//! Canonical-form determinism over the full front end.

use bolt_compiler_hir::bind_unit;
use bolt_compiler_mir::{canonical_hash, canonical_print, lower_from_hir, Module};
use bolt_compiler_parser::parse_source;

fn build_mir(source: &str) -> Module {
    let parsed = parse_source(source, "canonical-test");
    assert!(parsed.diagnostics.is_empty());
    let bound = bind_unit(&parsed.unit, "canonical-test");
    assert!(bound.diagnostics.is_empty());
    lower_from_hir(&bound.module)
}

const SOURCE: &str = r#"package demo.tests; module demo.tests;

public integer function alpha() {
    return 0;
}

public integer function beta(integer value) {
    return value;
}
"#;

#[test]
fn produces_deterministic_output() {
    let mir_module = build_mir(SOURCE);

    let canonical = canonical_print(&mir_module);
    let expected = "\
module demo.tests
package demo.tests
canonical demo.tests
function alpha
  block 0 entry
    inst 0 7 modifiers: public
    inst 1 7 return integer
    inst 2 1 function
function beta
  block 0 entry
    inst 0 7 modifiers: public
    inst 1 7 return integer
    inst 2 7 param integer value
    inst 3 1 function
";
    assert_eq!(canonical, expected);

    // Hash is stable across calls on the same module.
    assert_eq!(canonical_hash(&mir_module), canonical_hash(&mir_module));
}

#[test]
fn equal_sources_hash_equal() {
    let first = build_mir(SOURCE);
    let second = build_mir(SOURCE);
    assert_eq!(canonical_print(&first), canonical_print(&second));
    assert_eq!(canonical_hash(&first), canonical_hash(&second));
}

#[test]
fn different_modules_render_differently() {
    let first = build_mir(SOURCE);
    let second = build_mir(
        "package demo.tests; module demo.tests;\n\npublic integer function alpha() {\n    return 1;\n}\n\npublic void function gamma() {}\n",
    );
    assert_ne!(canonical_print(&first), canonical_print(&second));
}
****************************************
In the listing above, find every line with the word "tests" and copy it.

§ The completed task
const SOURCE: &str = r#"package demo.tests; module demo.tests;
module demo.tests
package demo.tests
canonical demo.tests
        "package demo.tests; module demo.tests;\n\npublic integer function alpha() {\n    return 1;\n}\n\npublic void function gamma() {}\n",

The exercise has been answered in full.